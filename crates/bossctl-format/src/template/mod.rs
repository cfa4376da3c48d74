//! Format-string templates: `table{{.Id}}\t{{.Type}}`.
//!
//! A leading `table` keyword asks for a header line. Header labels come from
//! the first field referenced by each top-level action, uppercased.

pub mod funcs;
mod parse;

use crate::error::{Error, Result};
use crate::field::resolve;
use bossctl_types::{FieldPath, Value};
use funcs::{CallContext, FuncTable};
use parse::{Node, Operand, Pipeline};
use std::fmt::Write;

const TABLE_PREFIX: &str = "table";

/// A compiled format string.
#[derive(Debug, Clone)]
pub struct Template {
    table: bool,
    nodes: Vec<Node>,
}

impl Template {
    /// Compile `format`, resolving function names against `funcs`.
    pub fn compile(format: &str, funcs: &FuncTable) -> Result<Self> {
        let (table, body) = match format.strip_prefix(TABLE_PREFIX) {
            Some(rest) => (true, rest),
            None => (false, format),
        };
        let nodes = parse::parse(body, funcs)?;
        Ok(Self { table, nodes })
    }

    /// The one-action template `{{.<field>}}`, used for quiet output.
    pub fn single_field(field: &FieldPath) -> Self {
        Self {
            table: false,
            nodes: vec![Node::Action(Pipeline {
                commands: vec![parse::Command {
                    func: None,
                    args: vec![Operand::Field(field.clone())],
                }],
            })],
        }
    }

    pub fn is_table(&self) -> bool {
        self.table
    }

    /// Column labels, one per top-level action that references a field.
    pub fn header_labels(&self) -> Vec<String> {
        self.nodes
            .iter()
            .filter_map(|node| match node {
                Node::Action(pipeline) => pipeline.fields().next().map(FieldPath::header_label),
                _ => None,
            })
            .collect()
    }

    /// Tab-joined header line, present only for `table` templates.
    pub fn header(&self) -> Option<String> {
        self.table.then(|| self.header_labels().join("\t"))
    }

    /// Field paths evaluated against the row itself (not inside `range`).
    pub fn row_fields(&self) -> Vec<&FieldPath> {
        let mut out = Vec::new();
        collect_row_fields(&self.nodes, &mut out);
        out
    }

    /// Reject references whose first segment is not among `declared`.
    pub fn check_fields(&self, declared: &[String]) -> Result<()> {
        for path in self.row_fields() {
            if !declared.iter().any(|name| name == path.first()) {
                return Err(Error::FieldResolution(format!(
                    "can't evaluate field {} (known fields: {})",
                    path.first(),
                    declared.join(", ")
                )));
            }
        }
        Ok(())
    }

    /// Execute the body once against `row`. Missing fields render empty.
    pub fn execute(&self, row: &Value, funcs: &FuncTable, ctx: &CallContext) -> String {
        let mut out = String::new();
        Executor { funcs, ctx }.nodes(&self.nodes, row, &mut out);
        out
    }
}

fn collect_row_fields<'a>(nodes: &'a [Node], out: &mut Vec<&'a FieldPath>) {
    for node in nodes {
        match node {
            Node::Text(_) => {}
            Node::Action(pipeline) => out.extend(pipeline.fields()),
            Node::If {
                cond,
                then,
                otherwise,
            } => {
                out.extend(cond.fields());
                collect_row_fields(then, out);
                collect_row_fields(otherwise, out);
            }
            Node::Range {
                over, otherwise, ..
            } => {
                out.extend(over.fields());
                collect_row_fields(otherwise, out);
            }
        }
    }
}

struct Executor<'a> {
    funcs: &'a FuncTable,
    ctx: &'a CallContext,
}

impl Executor<'_> {
    fn nodes(&self, nodes: &[Node], scope: &Value, out: &mut String) {
        for node in nodes {
            match node {
                Node::Text(text) => out.push_str(text),
                Node::Action(pipeline) => {
                    if let Some(value) = self.pipeline(pipeline, scope) {
                        let _ = write!(out, "{}", value);
                    }
                }
                Node::If {
                    cond,
                    then,
                    otherwise,
                } => {
                    let truthy = self
                        .pipeline(cond, scope)
                        .is_some_and(|v| v.is_truthy());
                    self.nodes(if truthy { then } else { otherwise }, scope, out);
                }
                Node::Range {
                    over,
                    body,
                    otherwise,
                } => match self.pipeline(over, scope) {
                    Some(Value::List(items)) if !items.is_empty() => {
                        for item in &items {
                            self.nodes(body, item, out);
                        }
                    }
                    Some(Value::Record(fields)) if !fields.is_empty() => {
                        for (_, item) in fields.iter() {
                            self.nodes(body, item, out);
                        }
                    }
                    _ => self.nodes(otherwise, scope, out),
                },
            }
        }
    }

    /// `None` when any referenced field is missing; the action then renders
    /// nothing.
    fn pipeline(&self, pipeline: &Pipeline, scope: &Value) -> Option<Value> {
        let mut piped: Option<Value> = None;

        for command in &pipeline.commands {
            let mut args = command
                .args
                .iter()
                .map(|op| operand(op, scope))
                .collect::<Option<Vec<_>>>()?;
            if let Some(prev) = piped.take() {
                args.push(prev);
            }

            let value = match &command.func {
                Some(name) => self.funcs.get(name)?.call(&args, self.ctx),
                None => args.into_iter().next()?,
            };
            piped = Some(value);
        }

        piped
    }
}

fn operand(op: &Operand, scope: &Value) -> Option<Value> {
    match op {
        Operand::Dot => Some(scope.clone()),
        Operand::Field(path) => resolve(scope, path).cloned(),
        Operand::Literal(value) => Some(value.clone()),
    }
}

#[cfg(test)]
mod tests {
    use super::*;
    use bossctl_types::Fields;
    use chrono::{TimeZone, Utc};

    fn ctx() -> CallContext {
        CallContext {
            now: Utc.with_ymd_and_hms(2024, 3, 10, 12, 0, 0).unwrap(),
        }
    }

    fn render(format: &str, row: &Value) -> String {
        let funcs = FuncTable::standard();
        Template::compile(format, &funcs)
            .unwrap()
            .execute(row, &funcs, &ctx())
    }

    fn device() -> Value {
        let peer = |id: &str| Fields::new().with("DeviceId", id).with("PortNo", 1u32);
        Value::Record(
            Fields::new()
                .with("Id", "olt-1")
                .with("Type", "openolt")
                .with("Root", true)
                .with("Reason", Value::Null)
                .with("Peers", vec![peer("onu-1"), peer("onu-2")])
                .with("ImageState", Fields::new().with("Version", "2.1")),
        )
    }

    #[test]
    fn test_table_header_labels() {
        let funcs = FuncTable::standard();
        let t = Template::compile(
            "table{{.Id}}\t{{ .Type | upper }}\t{{.ImageState.Version}}\t{{ \"-\" }}",
            &funcs,
        )
        .unwrap();
        assert!(t.is_table());
        assert_eq!(t.header().as_deref(), Some("ID\tTYPE\tIMAGESTATE.VERSION"));

        let plain = Template::compile("{{.Id}}", &funcs).unwrap();
        assert_eq!(plain.header(), None);
    }

    #[test]
    fn test_execute_cells() {
        assert_eq!(
            render("{{.Id}}\t{{.Type | upper}}\t{{.ImageState.Version}}", &device()),
            "olt-1\tOPENOLT\t2.1"
        );
    }

    #[test]
    fn test_missing_and_null_render_empty() {
        assert_eq!(render("[{{.Reason}}][{{.Nope}}]", &device()), "[][]");
        assert_eq!(render("[{{upper .Nope}}]", &device()), "[]");
    }

    #[test]
    fn test_if_and_range() {
        assert_eq!(
            render("{{if .Root}}root{{else}}child{{end}}", &device()),
            "root"
        );
        assert_eq!(
            render("{{range .Peers}}{{.DeviceId}};{{end}}", &device()),
            "onu-1;onu-2;"
        );
        assert_eq!(
            render("{{range .Nope}}x{{else}}none{{end}}", &device()),
            "none"
        );
    }

    #[test]
    fn test_multiline_with_trim() {
        let out = render("ID: {{.Id}}\n  TYPE: {{.Type -}}\n", &device());
        assert_eq!(out, "ID: olt-1\n  TYPE: openolt");
    }

    #[test]
    fn test_check_fields() {
        let funcs = FuncTable::standard();
        let declared: Vec<String> = ["Id", "Type", "Peers"].iter().map(|s| s.to_string()).collect();

        let ok = Template::compile("{{.Id}}{{range .Peers}}{{.DeviceId}}{{end}}", &funcs).unwrap();
        assert!(ok.check_fields(&declared).is_ok());

        let bad = Template::compile("{{.Id}}\t{{.Colour}}", &funcs).unwrap();
        let err = bad.check_fields(&declared).unwrap_err();
        assert!(matches!(err, Error::FieldResolution(ref m) if m.contains("Colour")));
    }

    #[test]
    fn test_single_field() {
        let t = Template::single_field(&FieldPath::parse("Id").unwrap());
        assert!(!t.is_table());
        assert_eq!(t.execute(&device(), &FuncTable::empty(), &ctx()), "olt-1");
    }
}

· · · · · · ·

- _PROBLEM REQUIREMENTS_: Here the job is to transcribe the lines from the first line of the data through the line containing "labels come from", inclusive, exactly and with nothing else.

- _WORKED SOLUTION_:
filename crates/bossctl-format/src/template/mod.rs
repository cfa4376da3c48d74
//! Format-string templates: `table{{.Id}}\t{{.Type}}`.
//!
//! A leading `table` keyword asks for a header line. Header labels come from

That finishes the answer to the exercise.